Genetic predictors of postoperative recurrence in node-negative intrahepatic cholangiocarcinoma.

Abstract

Recent studies have revealed the prognostic value of genetic alterations in intrahepatic cholangiocarcinoma (ICC). However, the influence of individual mutations on postoperative recurrence has not been comprehensively evaluated, especially for lymph node-negative cases. A total of 589 localized ICCs with clinically or pathologically negative lymph node (cN0M0 or pN0M0) from 3 independent cohorts were included. The impact of clinicopathological and mutational parameters on recurrence-free survival (RFS) and post-recurrence survival (PRS) was analyzed using the Cox proportional hazards model. The effect of prognostic mutations on RFS and PRS was estimated by Kaplan-Meier analysis. Extremes of survivorship analysis was used to reveal distinct genomic profiles between cases with very early recurrence (VER) and long-term no recurrence (LNR). Among the recurrent mutations, only TP53 and KRAS showed significant association with RFS in both of the two screening cohorts.
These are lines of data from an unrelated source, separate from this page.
// penalty.rs — Splitting a failed goal's stake across the rest of the group.
//
// The split is integer-exact: every recipient gets `stake / n`, and the
// first `stake % n` recipients in join order get one extra credit. The same
// membership always yields the same plan, so a plan can be recomputed and
// compared when reconciling a goal.

use std::collections::HashSet;

use serde::{Deserialize, Serialize};

use crate::error::LedgerError;
use crate::model::{Goal, GoalId, GroupMember, UserId};

/// Credits one recipient receives from a penalty.
#[derive(Debug, Clone, Copy, PartialEq, Eq, Serialize, Deserialize)]
pub struct PenaltyShare {
    pub recipient: UserId,
    pub amount: i64,
}

/// The full set of balance movements for one failed goal.
#[derive(Debug, Clone, PartialEq, Eq, Serialize, Deserialize)]
pub struct PenaltyPlan {
    pub goal_id: GoalId,
    pub owner: UserId,
    pub stake: i64,
    pub shares: Vec<PenaltyShare>,
}

impl PenaltyPlan {
    /// Build the plan for `goal` from its group's membership.
    ///
    /// Recipients are every member except the owner, ordered by join
    /// sequence. Fails with [`LedgerError::NoRecipients`] when nobody else
    /// is in the group.
    pub fn for_goal(goal: &Goal, members: &[GroupMember]) -> Result<Self, LedgerError> {
        let mut eligible: Vec<&GroupMember> = members
            .iter()
            .filter(|m| m.group == goal.group && m.user_id != goal.owner)
            .collect();
        eligible.sort_by_key(|m| m.seq);

        let mut seen = HashSet::new();
        let recipients: Vec<UserId> = eligible
            .iter()
            .map(|m| m.user_id)
            .filter(|u| seen.insert(*u))
            .collect();
        if recipients.is_empty() {
            return Err(LedgerError::NoRecipients(goal.goal_id));
        }

        Ok(Self {
            goal_id: goal.goal_id,
            owner: goal.owner,
            stake: goal.stake,
            shares: split_stake(goal.stake, &recipients),
        })
    }

    /// Sum of all shares. Always equals `stake`.
    pub fn total(&self) -> i64 {
        self.shares.iter().map(|s| s.amount).sum()
    }
}

/// Split `stake` across `recipients` in order, handing the remainder out one
/// credit at a time from the front. Returns an empty split for no recipients.
pub fn split_stake(stake: i64, recipients: &[UserId]) -> Vec<PenaltyShare> {
    if recipients.is_empty() {
        return Vec::new();
    }
    let n = recipients.len() as i64;
    let base = stake / n;
    let remainder = stake % n;

    recipients
        .iter()
        .enumerate()
        .map(|(i, recipient)| PenaltyShare {
            recipient: *recipient,
            amount: if (i as i64) < remainder { base + 1 } else { base },
        })
        .collect()
}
In the validation cohort, TP53 and KRAS mutations were both independent predictors for shorter RFS. Compared with wild-type patients, TP53 and KRAS mutations were more frequently observed in VER group than in LNR group, and were more enriched in patients with intrahepatic and extra-hepatic recurrence (IER). Furthermore, TP53 mutation was significantly associated with worse survival and lower probability of repeated hepatectomy in patients suffered from recurrence. TP53 and KRAS mutations were important genetic predictors that correlated with earlier and more aggressive recurrence in node-negative ICC patients after surgery. Effective peri-operative therapies for these high-risk tumor biology are needed to improve the clinical outcome for related patients.